Later in the interview, DeVos told Carlson that "if nothing else, this whole coronavirus has made more and more parents aware of what's going on in their own children's schools -- or what isn't going on.

"Right here in suburban D.C., one of the most elite public school districts in the country -- over $16,000 [spent] per student per year -- they had an absolute disaster this spring," she added, apparently referring to Fairfax County Public Schools in northern Virginia.

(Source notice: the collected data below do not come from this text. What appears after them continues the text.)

//! Host application lifecycle
//!
//! Mobile surfaces suspend the process in the background; the watcher
//! reconciles connections on every return to the foreground, which is the
//! only externally triggered reconnect path besides a machine-list change.

use std::sync::Arc;
use tokio::sync::watch;
use tokio::task::JoinHandle;

use crate::state::SupervisorState;

/// Foreground/background phase of the host application
#[derive(Debug, Clone, Copy, PartialEq, Eq)]
pub enum AppPhase {
    /// App is visible and interactive
    Foreground,
    /// App is suspended or hidden
    Background,
}

/// Spawn a task reconciling connections whenever the app foregrounds
pub fn spawn_watcher(
    state: Arc<SupervisorState>,
    mut phases: watch::Receiver<AppPhase>,
) -> JoinHandle<()> {
    tokio::spawn(async move {
        loop {
            tokio::select! {
                _ = state.cancel.cancelled() => {
                    tracing::debug!("Lifecycle watcher shutting down");
                    break;
                }
                changed = phases.changed() => {
                    if changed.is_err() {
                        tracing::debug!("Lifecycle signal closed, watcher stopping");
                        break;
                    }
                    let phase = *phases.borrow_and_update();
                    if phase == AppPhase::Foreground {
                        tracing::info!("App foregrounded, reconciling connections");
                        state.reconcile().await;
                    }
                }
            }
        }
    })
}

"And now this fall they are suggesting that as a way to start school again you can choose zero days a week for your child to be in school or two days a week," she continued. "That's not a choice, that's a pretense of a choice.

"So, more and more families are at a point of demanding that their kids would be able to continue to learn and they want more options and choices for their kids, too."


At a White House event earlier Tuesday, Trump vowed that his administration would "put pressure on governors and everybody else to open the schools" after noting that administrators in Florida recently announced plans to reopen schools in that state starting next month.

Tuesday night, DeVos singled out Florida State Education Commissioner Richard Corcoran for praise, saying that he had given students and parents "a lot of latitude" for handling various issues thrown up by the pandemic.

"What the president and all of those at a roundtable today made very clear is the expectation that kids have got to continue their learning," she said. "There's no other reason to withhold full-time education."